Mais comment partager une sourate de la daâwa, qui vous dit noir sur blanc que le doute, qui façonne l’Homme au plus profond de son être, n’est plus permis. Dans les efforts louables de rapprochement à la française, qui avaliserait un certain plan de Dieu et établirait une congruence avec la notion proprement coranique du refus de Dieu de créer une seule religion et une seule communauté, on oublie que face à la main tendue, il se trouve un sabre bien tranchant. Le fondamentalisme des banlieues françaises n’est pas un repli identitaire comme on l’entend si souvent, mais exprime bien une forme de reconquête dont la visée est l’instauration d’une nouvelle suprématie politique. Là encore, l’idée de fondation ou d’aménagement raisonnable pèche par défaut de compréhension d’un enjeu de l’islam qui n’est plus celui de la réforme, mais bel et bien celui d’une reconquista. Car au fond, l’islam ne peut plus être de France si celle-ci s’autorise, de par sa modernité, de profondes entorses à la lettre du Coran wahhabisé des ghettos.
Les banlieues contre la modernité
On a omis de considérer cet aspect de l’islam des banlieues qui, ouvertement, combat certains côtés de la liberté de conscience. Mais ceci n’est pas propre à l’islam : récemment, un juif orthodoxe récidiviste est finalement parvenu à tuer à l’arme blanche une jeune participante à une manifestation homosexuelle, la Gay Pride de Jérusalem. L’orthodoxie juive peine à pardonner une liberté de conscience qui outrepasse la loi.

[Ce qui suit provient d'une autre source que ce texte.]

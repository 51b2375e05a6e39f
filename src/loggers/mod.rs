//! Alternate `Log` implementations

pub mod console;
pub mod nop;

pub use console::ConsoleLogger;
pub use nop::NopLogger;

pub use crate::core::Log;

Comment donc devraient réagir nos futurs imams des Fondations de l’islam de France devant des phénomènes ouvertement immoraux dans le dogme, mais qui pourraient bénéficier d’une forme de miséricorde si une conversation, ou plutôt une conversion civique, à la Manent était conseillée ? Faudrait-il un jour envisager des espaces spéciaux dans les bus, les couloirs du métro afin que deux hommes ne puissent s’offrir en public devant des musulmans ? Le rejet instantané d’une conscience moderne (liberté absolue sans punition) par l’islam des banlieues est bien plus profond que ne laisse présager l’effervescence actuelle du nouvel «objet» de la sociologie et de la science politique française : l’islam de la république laïque.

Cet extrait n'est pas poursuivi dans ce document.